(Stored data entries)
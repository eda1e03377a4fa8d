//! SQL statements.

use crate::expr::Expr;
use crate::{ColumnName, SchemaName, TableName};

/// A SQL statement.
#[derive(Debug, Clone)]
pub enum Stmt {
    Select(SelectStmt),
    Insert(InsertStmt),
    Update(UpdateStmt),
    Delete(DeleteStmt),
    Truncate(TruncateStmt),
}

/// A table name, optionally qualified with its schema.
#[derive(Debug, Clone, PartialEq)]
pub struct QualifiedTable {
    pub schema: Option<SchemaName>,
    pub table: TableName,
}

impl QualifiedTable {
    pub fn new(table: TableName) -> Self {
        Self {
            schema: None,
            table,
        }
    }

    pub fn qualified(schema: SchemaName, table: TableName) -> Self {
        Self {
            schema: Some(schema),
            table,
        }
    }
}

/// A SELECT statement.
#[derive(Debug, Clone, Default)]
pub struct SelectStmt {
    pub columns: Vec<SelectColumn>,
    pub from: Option<FromClause>,
    pub where_: Option<Expr>,
    pub order_by: Vec<OrderBy>,
    pub limit: Option<u64>,
    pub offset: Option<u64>,
}

/// A column in a SELECT or RETURNING clause.
#[derive(Debug, Clone)]
pub enum SelectColumn {
    /// `*`
    Star,

    /// An expression with an optional alias
    Expr {
        expr: Expr,
        alias: Option<ColumnName>,
    },
}

impl SelectColumn {
    pub fn expr(expr: Expr) -> Self {
        SelectColumn::Expr { expr, alias: None }
    }

    pub fn aliased(expr: Expr, alias: ColumnName) -> Self {
        SelectColumn::Expr {
            expr,
            alias: Some(alias),
        }
    }
}

/// A FROM clause.
#[derive(Debug, Clone)]
pub struct FromClause {
    pub table: QualifiedTable,
    pub alias: Option<TableName>,
}

impl FromClause {
    pub fn table(table: QualifiedTable) -> Self {
        Self { table, alias: None }
    }

    pub fn aliased(table: QualifiedTable, alias: TableName) -> Self {
        Self {
            table,
            alias: Some(alias),
        }
    }
}

/// ORDER BY clause.
#[derive(Debug, Clone)]
pub struct OrderBy {
    pub expr: Expr,
    pub desc: bool,
    pub nulls: Option<NullsOrder>,
}

impl OrderBy {
    pub fn asc(expr: Expr) -> Self {
        Self {
            expr,
            desc: false,
            nulls: None,
        }
    }

    pub fn desc(expr: Expr) -> Self {
        Self {
            expr,
            desc: true,
            nulls: None,
        }
    }

    pub fn nulls(mut self, nulls: NullsOrder) -> Self {
        self.nulls = Some(nulls);
        self
    }
}

/// NULLS FIRST / NULLS LAST
#[derive(Debug, Clone, Copy, PartialEq, Eq)]
pub enum NullsOrder {
    First,
    Last,
}

impl SelectStmt {
    pub fn new() -> Self {
        Self::default()
    }

    pub fn columns(mut self, cols: impl IntoIterator<Item = SelectColumn>) -> Self {
        self.columns.extend(cols);
        self
    }

    pub fn column(mut self, col: SelectColumn) -> Self {
        self.columns.push(col);
        self
    }

    pub fn from(mut self, from: FromClause) -> Self {
        self.from = Some(from);
        self
    }

    pub fn where_(mut self, expr: Expr) -> Self {
        self.where_ = Some(expr);
        self
    }

    pub fn and_where(mut self, expr: Expr) -> Self {
        self.where_ = Some(match self.where_ {
            Some(existing) => existing.and(expr),
            None => expr,
        });
        self
    }

    pub fn order_by(mut self, order: OrderBy) -> Self {
        self.order_by.push(order);
        self
    }

    pub fn limit(mut self, limit: u64) -> Self {
        self.limit = Some(limit);
        self
    }

    pub fn offset(mut self, offset: u64) -> Self {
        self.offset = Some(offset);
        self
    }
}

/// An INSERT statement, with one or more rows of values.
#[derive(Debug, Clone)]
pub struct InsertStmt {
    pub table: QualifiedTable,
    pub columns: Vec<ColumnName>,
    pub rows: Vec<Vec<Expr>>,
    pub on_conflict: Option<OnConflict>,
    pub returning: Vec<SelectColumn>,
}

/// ON CONFLICT clause for upserts.
#[derive(Debug, Clone)]
pub struct OnConflict {
    pub columns: Vec<ColumnName>,
    pub action: ConflictAction,
}

/// What to do on conflict.
#[derive(Debug, Clone)]
pub enum ConflictAction {
    DoNothing,
    DoUpdate(Vec<UpdateAssignment>),
}

/// A column assignment in UPDATE SET or ON CONFLICT DO UPDATE SET.
#[derive(Debug, Clone)]
pub struct UpdateAssignment {
    pub column: ColumnName,
    pub value: Expr,
}

impl UpdateAssignment {
    pub fn new(column: ColumnName, value: Expr) -> Self {
        Self { column, value }
    }
}

impl InsertStmt {
    pub fn new(table: QualifiedTable) -> Self {
        Self {
            table,
            columns: Vec::new(),
            rows: Vec::new(),
            on_conflict: None,
            returning: Vec::new(),
        }
    }

    pub fn columns(mut self, columns: impl IntoIterator<Item = ColumnName>) -> Self {
        self.columns.extend(columns);
        self
    }

    pub fn row(mut self, values: Vec<Expr>) -> Self {
        self.rows.push(values);
        self
    }

    pub fn on_conflict(mut self, on_conflict: OnConflict) -> Self {
        self.on_conflict = Some(on_conflict);
        self
    }

    pub fn returning(mut self, cols: impl IntoIterator<Item = SelectColumn>) -> Self {
        self.returning.extend(cols);
        self
    }
}

/// An UPDATE statement.
#[derive(Debug, Clone)]
pub struct UpdateStmt {
    pub table: QualifiedTable,
    pub assignments: Vec<UpdateAssignment>,
    pub where_: Option<Expr>,
    pub returning: Vec<SelectColumn>,
}

impl UpdateStmt {
    pub fn new(table: QualifiedTable) -> Self {
        Self {
            table,
            assignments: Vec::new(),
            where_: None,
            returning: Vec::new(),
        }
    }

    pub fn set(mut self, column: ColumnName, value: Expr) -> Self {
        self.assignments.push(UpdateAssignment::new(column, value));
        self
    }

    pub fn where_(mut self, expr: Expr) -> Self {
        self.where_ = Some(expr);
        self
    }

    pub fn returning(mut self, cols: impl IntoIterator<Item = SelectColumn>) -> Self {
        self.returning.extend(cols);
        self
    }
}

/// A DELETE statement.
#[derive(Debug, Clone)]
pub struct DeleteStmt {
    pub table: QualifiedTable,
    pub where_: Option<Expr>,
    pub returning: Vec<SelectColumn>,
}

impl DeleteStmt {
    pub fn new(table: QualifiedTable) -> Self {
        Self {
            table,
            where_: None,
            returning: Vec::new(),
        }
    }

    pub fn where_(mut self, expr: Expr) -> Self {
        self.where_ = Some(expr);
        self
    }

    pub fn returning(mut self, cols: impl IntoIterator<Item = SelectColumn>) -> Self {
        self.returning.extend(cols);
        self
    }
}

/// A TRUNCATE statement.
#[derive(Debug, Clone)]
pub struct TruncateStmt {
    pub table: QualifiedTable,
    pub restart_identity: bool,
    pub cascade: bool,
}

impl TruncateStmt {
    pub fn new(table: QualifiedTable) -> Self {
        Self {
            table,
            restart_identity: false,
            cascade: false,
        }
    }

    pub fn restart_identity(mut self, yes: bool) -> Self {
        self.restart_identity = yes;
        self
    }

    pub fn cascade(mut self, yes: bool) -> Self {
        self.cascade = yes;
        self
    }
}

## WORK REQUEST
All entries are to be repeated exactly and completely.

## EXERCISE SOLUTION
repository eda1e03377a4fa8d
//! SQL statements.

use crate::expr::Expr;
use crate::{ColumnName, SchemaName, TableName};

/// A SQL statement.
#[derive(Debug, Clone)]
pub enum Stmt {
    Select(SelectStmt),
    Insert(InsertStmt),
    Update(UpdateStmt),
    Delete(DeleteStmt),
    Truncate(TruncateStmt),
}

/// A table name, optionally qualified with its schema.
#[derive(Debug, Clone, PartialEq)]
pub struct QualifiedTable {
    pub schema: Option<SchemaName>,
    pub table: TableName,
}

impl QualifiedTable {
    pub fn new(table: TableName) -> Self {
        Self {
            schema: None,
            table,
        }
    }

    pub fn qualified(schema: SchemaName, table: TableName) -> Self {
        Self {
            schema: Some(schema),
            table,
        }
    }
}

/// A SELECT statement.
#[derive(Debug, Clone, Default)]
pub struct SelectStmt {
    pub columns: Vec<SelectColumn>,
    pub from: Option<FromClause>,
    pub where_: Option<Expr>,
    pub order_by: Vec<OrderBy>,
    pub limit: Option<u64>,
    pub offset: Option<u64>,
}

/// A column in a SELECT or RETURNING clause.
#[derive(Debug, Clone)]
pub enum SelectColumn {
    /// `*`
    Star,

    /// An expression with an optional alias
    Expr {
        expr: Expr,
        alias: Option<ColumnName>,
    },
}

impl SelectColumn {
    pub fn expr(expr: Expr) -> Self {
        SelectColumn::Expr { expr, alias: None }
    }

    pub fn aliased(expr: Expr, alias: ColumnName) -> Self {
        SelectColumn::Expr {
            expr,
            alias: Some(alias),
        }
    }
}

/// A FROM clause.
#[derive(Debug, Clone)]
pub struct FromClause {
    pub table: QualifiedTable,
    pub alias: Option<TableName>,
}

impl FromClause {
    pub fn table(table: QualifiedTable) -> Self {
        Self { table, alias: None }
    }

    pub fn aliased(table: QualifiedTable, alias: TableName) -> Self {
        Self {
            table,
            alias: Some(alias),
        }
    }
}

/// ORDER BY clause.
#[derive(Debug, Clone)]
pub struct OrderBy {
    pub expr: Expr,
    pub desc: bool,
    pub nulls: Option<NullsOrder>,
}

impl OrderBy {
    pub fn asc(expr: Expr) -> Self {
        Self {
            expr,
            desc: false,
            nulls: None,
        }
    }

    pub fn desc(expr: Expr) -> Self {
        Self {
            expr,
            desc: true,
            nulls: None,
        }
    }

    pub fn nulls(mut self, nulls: NullsOrder) -> Self {
        self.nulls = Some(nulls);
        self
    }
}

/// NULLS FIRST / NULLS LAST
#[derive(Debug, Clone, Copy, PartialEq, Eq)]
pub enum NullsOrder {
    First,
    Last,
}

impl SelectStmt {
    pub fn new() -> Self {
        Self::default()
    }

    pub fn columns(mut self, cols: impl IntoIterator<Item = SelectColumn>) -> Self {
        self.columns.extend(cols);
        self
    }

    pub fn column(mut self, col: SelectColumn) -> Self {
        self.columns.push(col);
        self
    }

    pub fn from(mut self, from: FromClause) -> Self {
        self.from = Some(from);
        self
    }

    pub fn where_(mut self, expr: Expr) -> Self {
        self.where_ = Some(expr);
        self
    }

    pub fn and_where(mut self, expr: Expr) -> Self {
        self.where_ = Some(match self.where_ {
            Some(existing) => existing.and(expr),
            None => expr,
        });
        self
    }

    pub fn order_by(mut self, order: OrderBy) -> Self {
        self.order_by.push(order);
        self
    }

    pub fn limit(mut self, limit: u64) -> Self {
        self.limit = Some(limit);
        self
    }

    pub fn offset(mut self, offset: u64) -> Self {
        self.offset = Some(offset);
        self
    }
}

/// An INSERT statement, with one or more rows of values.
#[derive(Debug, Clone)]
pub struct InsertStmt {
    pub table: QualifiedTable,
    pub columns: Vec<ColumnName>,
    pub rows: Vec<Vec<Expr>>,
    pub on_conflict: Option<OnConflict>,
    pub returning: Vec<SelectColumn>,
}

/// ON CONFLICT clause for upserts.
#[derive(Debug, Clone)]
pub struct OnConflict {
    pub columns: Vec<ColumnName>,
    pub action: ConflictAction,
}

/// What to do on conflict.
#[derive(Debug, Clone)]
pub enum ConflictAction {
    DoNothing,
    DoUpdate(Vec<UpdateAssignment>),
}

/// A column assignment in UPDATE SET or ON CONFLICT DO UPDATE SET.
#[derive(Debug, Clone)]
pub struct UpdateAssignment {
    pub column: ColumnName,
    pub value: Expr,
}

impl UpdateAssignment {
    pub fn new(column: ColumnName, value: Expr) -> Self {
        Self { column, value }
    }
}

impl InsertStmt {
    pub fn new(table: QualifiedTable) -> Self {
        Self {
            table,
            columns: Vec::new(),
            rows: Vec::new(),
            on_conflict: None,
            returning: Vec::new(),
        }
    }

    pub fn columns(mut self, columns: impl IntoIterator<Item = ColumnName>) -> Self {
        self.columns.extend(columns);
        self
    }

    pub fn row(mut self, values: Vec<Expr>) -> Self {
        self.rows.push(values);
        self
    }

    pub fn on_conflict(mut self, on_conflict: OnConflict) -> Self {
        self.on_conflict = Some(on_conflict);
        self
    }

    pub fn returning(mut self, cols: impl IntoIterator<Item = SelectColumn>) -> Self {
        self.returning.extend(cols);
        self
    }
}

/// An UPDATE statement.
#[derive(Debug, Clone)]
pub struct UpdateStmt {
    pub table: QualifiedTable,
    pub assignments: Vec<UpdateAssignment>,
    pub where_: Option<Expr>,
    pub returning: Vec<SelectColumn>,
}

impl UpdateStmt {
    pub fn new(table: QualifiedTable) -> Self {
        Self {
            table,
            assignments: Vec::new(),
            where_: None,
            returning: Vec::new(),
        }
    }

    pub fn set(mut self, column: ColumnName, value: Expr) -> Self {
        self.assignments.push(UpdateAssignment::new(column, value));
        self
    }

    pub fn where_(mut self, expr: Expr) -> Self {
        self.where_ = Some(expr);
        self
    }

    pub fn returning(mut self, cols: impl IntoIterator<Item = SelectColumn>) -> Self {
        self.returning.extend(cols);
        self
    }
}

/// A DELETE statement.
#[derive(Debug, Clone)]
pub struct DeleteStmt {
    pub table: QualifiedTable,
    pub where_: Option<Expr>,
    pub returning: Vec<SelectColumn>,
}

impl DeleteStmt {
    pub fn new(table: QualifiedTable) -> Self {
        Self {
            table,
            where_: None,
            returning: Vec::new(),
        }
    }

    pub fn where_(mut self, expr: Expr) -> Self {
        self.where_ = Some(expr);
        self
    }

    pub fn returning(mut self, cols: impl IntoIterator<Item = SelectColumn>) -> Self {
        self.returning.extend(cols);
        self
    }
}

/// A TRUNCATE statement.
#[derive(Debug, Clone)]
pub struct TruncateStmt {
    pub table: QualifiedTable,
    pub restart_identity: bool,
    pub cascade: bool,
}

impl TruncateStmt {
    pub fn new(table: QualifiedTable) -> Self {
        Self {
            table,
            restart_identity: false,
            cascade: false,
        }
    }

    pub fn restart_identity(mut self, yes: bool) -> Self {
        self.restart_identity = yes;
        self
    }

    pub fn cascade(mut self, yes: bool) -> Self {
        self.cascade = yes;
        self
    }
}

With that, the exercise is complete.